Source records
-----

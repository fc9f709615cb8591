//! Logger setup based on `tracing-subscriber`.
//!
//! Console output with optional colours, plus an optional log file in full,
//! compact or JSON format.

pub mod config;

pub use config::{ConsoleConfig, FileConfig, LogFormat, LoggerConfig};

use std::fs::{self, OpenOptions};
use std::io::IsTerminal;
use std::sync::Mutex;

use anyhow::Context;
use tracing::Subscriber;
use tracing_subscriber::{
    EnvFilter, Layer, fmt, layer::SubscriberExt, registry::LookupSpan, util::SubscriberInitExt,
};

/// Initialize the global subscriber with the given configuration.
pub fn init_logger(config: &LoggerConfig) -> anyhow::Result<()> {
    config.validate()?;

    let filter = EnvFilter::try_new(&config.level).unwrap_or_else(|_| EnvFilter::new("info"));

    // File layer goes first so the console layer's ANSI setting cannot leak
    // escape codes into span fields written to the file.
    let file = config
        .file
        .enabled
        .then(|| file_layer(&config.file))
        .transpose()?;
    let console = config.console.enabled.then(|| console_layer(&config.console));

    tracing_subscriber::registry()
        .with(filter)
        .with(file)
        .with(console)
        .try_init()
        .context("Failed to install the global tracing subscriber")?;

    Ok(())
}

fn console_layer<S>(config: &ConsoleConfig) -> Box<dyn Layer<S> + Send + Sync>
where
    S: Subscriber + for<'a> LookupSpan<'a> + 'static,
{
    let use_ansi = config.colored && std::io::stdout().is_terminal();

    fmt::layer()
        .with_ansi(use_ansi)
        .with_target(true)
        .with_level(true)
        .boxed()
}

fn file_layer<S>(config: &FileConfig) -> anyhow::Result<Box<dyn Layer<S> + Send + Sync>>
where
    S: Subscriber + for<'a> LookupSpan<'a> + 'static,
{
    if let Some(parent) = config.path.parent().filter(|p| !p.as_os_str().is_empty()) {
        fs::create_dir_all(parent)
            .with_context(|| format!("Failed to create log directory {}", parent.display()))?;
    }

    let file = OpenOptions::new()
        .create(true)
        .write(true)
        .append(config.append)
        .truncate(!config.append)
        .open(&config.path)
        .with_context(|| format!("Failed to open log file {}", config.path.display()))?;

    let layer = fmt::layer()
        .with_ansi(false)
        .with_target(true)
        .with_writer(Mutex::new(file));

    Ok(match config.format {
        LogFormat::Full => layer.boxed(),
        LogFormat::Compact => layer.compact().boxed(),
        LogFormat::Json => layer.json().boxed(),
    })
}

-----

### ASSIGNMENT
Whenever the string "display" shows up in a line of the entries, copy that line.

### TASK SOLUTION
            .with_context(|| format!("Failed to create log directory {}", parent.display()))?;
        .with_context(|| format!("Failed to open log file {}", config.path.display()))?;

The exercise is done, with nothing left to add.